WHAT YOU NEED TO DO :: Once you find a line containing the word "BoldItalic" in the entries below, copy it.
Start of SOURCE DATA
use std::collections::HashMap;

use crate::error::Warning;
use crate::fonts::{resolve_face, FontFace, FontMetrics};
use crate::markdown::StyledWord;

/// Font role selected by a token's style flags. Emoji wins over weight
/// and slant.
pub fn face_for(bold: bool, italic: bool, emoji: bool) -> FontFace {
    if emoji {
        FontFace::Emoji
    } else {
        match (bold, italic) {
            (false, false) => FontFace::Regular,
            (true, false) => FontFace::Bold,
            (false, true) => FontFace::Italic,
            (true, true) => FontFace::BoldItalic,
        }
    }
}

/// Per-engine width memo keyed by (face, size, text). Sizes are keyed by
/// their bit pattern; the cache never changes results, only cost, and is
/// discarded with the engine.
#[derive(Default)]
pub struct WidthCache {
    map: HashMap<(FontFace, u64, String), f64>,
}

impl WidthCache {
    pub fn new() -> Self {
        WidthCache::default()
    }

    pub fn len(&self) -> usize {
        self.map.len()
    }

    pub fn is_empty(&self) -> bool {
        self.map.is_empty()
    }

    /// Raw width from the port, memoized. Fallback handling belongs to
    /// the caller so the warning carries token context.
    fn width_of(&mut self, metrics: &dyn FontMetrics, face: FontFace, size: f64, text: &str) -> f64 {
        let key = (face, size.to_bits(), text.to_string());
        if let Some(&w) = self.map.get(&key) {
            return w;
        }
        let w = metrics.width_of(face, size, text);
        self.map.insert(key, w);
        w
    }
}

/// Assign a width and height to every token.
///
/// Each token is measured in the face its style selects, after fallback
/// resolution against the provider. A port that returns NaN or a
/// negative width gets the heuristic `chars · size / 2` substituted and
/// a warning recorded. Hard breaks occupy no width but keep the font
/// height so empty lines are as tall as text lines.
pub fn measure_words(
    words: &mut [StyledWord],
    metrics: &dyn FontMetrics,
    size: f64,
    use_image_for_emojis: bool,
    cache: &mut WidthCache,
    warnings: &mut Vec<Warning>,
    element_id: &str,
) {
    for word in words.iter_mut() {
        word.height = size;
        if word.is_hard_break {
            word.width = 0.0;
            continue;
        }
        word.image_backed = use_image_for_emojis && word.is_emoji;

        let face = resolve_face(metrics, face_for(word.bold, word.italic, word.is_emoji));
        let raw = cache.width_of(metrics, face, size, &word.text);
        if raw.is_finite() && raw >= 0.0 {
            word.width = raw;
        } else {
            word.width = word.text.chars().count() as f64 * size / 2.0;
            tracing::warn!(
                element = element_id,
                text = word.text.as_str(),
                "font port returned an unusable width; substituting heuristic"
            );
            warnings.push(Warning::MeasurementFallback {
                element: element_id.to_string(),
                text: word.text.clone(),
            });
        }
    }
}

#[cfg(test)]
mod tests {
    use super::*;

    #[test]
    fn face_table_matches_style_flags() {
        assert_eq!(face_for(false, false, false), FontFace::Regular);
        assert_eq!(face_for(true, false, false), FontFace::Bold);
        assert_eq!(face_for(false, true, false), FontFace::Italic);
        assert_eq!(face_for(true, true, false), FontFace::BoldItalic);
        // Emoji overrides weight and slant.
        assert_eq!(face_for(true, true, true), FontFace::Emoji);
    }
}
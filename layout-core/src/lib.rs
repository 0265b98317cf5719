pub mod commands;
pub mod element;
pub mod emoji;
pub mod engine;
pub mod error;
pub mod fonts;
pub mod geometry;
pub mod images;
pub mod markdown;
pub mod measure;
pub mod placement;
pub mod solver;
pub mod truetype;
pub mod wrap;

pub use commands::{CommandKind, RenderCommand};
pub use element::{AlignX, AlignY, ChildAlignment, Direction, Element, ElementKind};
pub use engine::{ContainerStyle, Engine, EngineOptions, ImageStyle, RenderOutput, TextStyle};
pub use error::{LayoutError, Warning};
pub use fonts::{BuiltinFontMetrics, FontFace, FontMetrics};
pub use geometry::{Axis, BoundingBox, Color, CornerRadius, Dimensions, Padding, Point, Sizing};
pub use images::{ImageFit, ImageMetrics, StaticImageMetrics};
pub use markdown::StyledWord;
pub use placement::TextRun;
pub use truetype::{TrueTypeFont, TrueTypeMetrics};
pub use wrap::WrappedLine;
End of SOURCE DATA
YOUR SOLUTION ::
            (true, true) => FontFace::BoldItalic,
        assert_eq!(face_for(true, true, false), FontFace::BoldItalic);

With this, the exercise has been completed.